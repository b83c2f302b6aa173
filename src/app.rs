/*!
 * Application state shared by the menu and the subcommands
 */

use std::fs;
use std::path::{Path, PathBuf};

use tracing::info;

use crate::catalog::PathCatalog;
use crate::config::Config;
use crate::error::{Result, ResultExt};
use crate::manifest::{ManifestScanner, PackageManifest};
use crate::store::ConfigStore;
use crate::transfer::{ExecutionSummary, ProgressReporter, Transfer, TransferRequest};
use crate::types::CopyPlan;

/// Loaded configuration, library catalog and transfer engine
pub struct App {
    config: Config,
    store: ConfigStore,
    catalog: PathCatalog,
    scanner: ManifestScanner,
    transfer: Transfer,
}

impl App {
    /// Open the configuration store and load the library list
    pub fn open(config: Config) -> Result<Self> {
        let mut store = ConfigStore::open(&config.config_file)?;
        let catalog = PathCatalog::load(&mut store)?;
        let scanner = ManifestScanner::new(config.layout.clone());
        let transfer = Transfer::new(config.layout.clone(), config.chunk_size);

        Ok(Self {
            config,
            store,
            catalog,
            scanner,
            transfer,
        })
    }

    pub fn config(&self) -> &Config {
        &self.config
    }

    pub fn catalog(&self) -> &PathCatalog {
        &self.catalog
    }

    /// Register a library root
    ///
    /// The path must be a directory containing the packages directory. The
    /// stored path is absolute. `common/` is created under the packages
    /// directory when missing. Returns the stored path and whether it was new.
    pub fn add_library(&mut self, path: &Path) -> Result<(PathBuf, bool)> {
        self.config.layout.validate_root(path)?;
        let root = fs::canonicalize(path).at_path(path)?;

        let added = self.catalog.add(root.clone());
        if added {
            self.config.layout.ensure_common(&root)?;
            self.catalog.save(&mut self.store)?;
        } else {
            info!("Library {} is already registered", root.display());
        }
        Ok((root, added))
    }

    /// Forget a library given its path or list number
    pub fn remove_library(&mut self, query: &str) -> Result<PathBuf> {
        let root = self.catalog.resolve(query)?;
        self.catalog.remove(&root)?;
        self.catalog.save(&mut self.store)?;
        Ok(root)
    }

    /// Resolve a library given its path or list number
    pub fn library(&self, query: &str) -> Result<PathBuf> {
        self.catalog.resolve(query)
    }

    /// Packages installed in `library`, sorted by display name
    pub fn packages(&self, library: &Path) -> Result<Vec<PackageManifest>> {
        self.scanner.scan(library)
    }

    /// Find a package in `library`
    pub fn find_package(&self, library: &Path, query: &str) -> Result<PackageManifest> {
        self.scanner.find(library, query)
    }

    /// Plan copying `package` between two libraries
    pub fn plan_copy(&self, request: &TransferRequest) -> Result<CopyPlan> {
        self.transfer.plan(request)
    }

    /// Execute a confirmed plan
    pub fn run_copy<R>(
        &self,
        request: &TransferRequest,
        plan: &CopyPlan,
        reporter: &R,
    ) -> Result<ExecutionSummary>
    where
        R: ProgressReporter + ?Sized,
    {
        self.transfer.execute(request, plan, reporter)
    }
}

- _TASK GOAL_:
Wherever a line of the entries holds the string "ProgressReporter", copy that line.

- _RESPONSE AREA_:
use crate::transfer::{ExecutionSummary, ProgressReporter, Transfer, TransferRequest};
        R: ProgressReporter + ?Sized,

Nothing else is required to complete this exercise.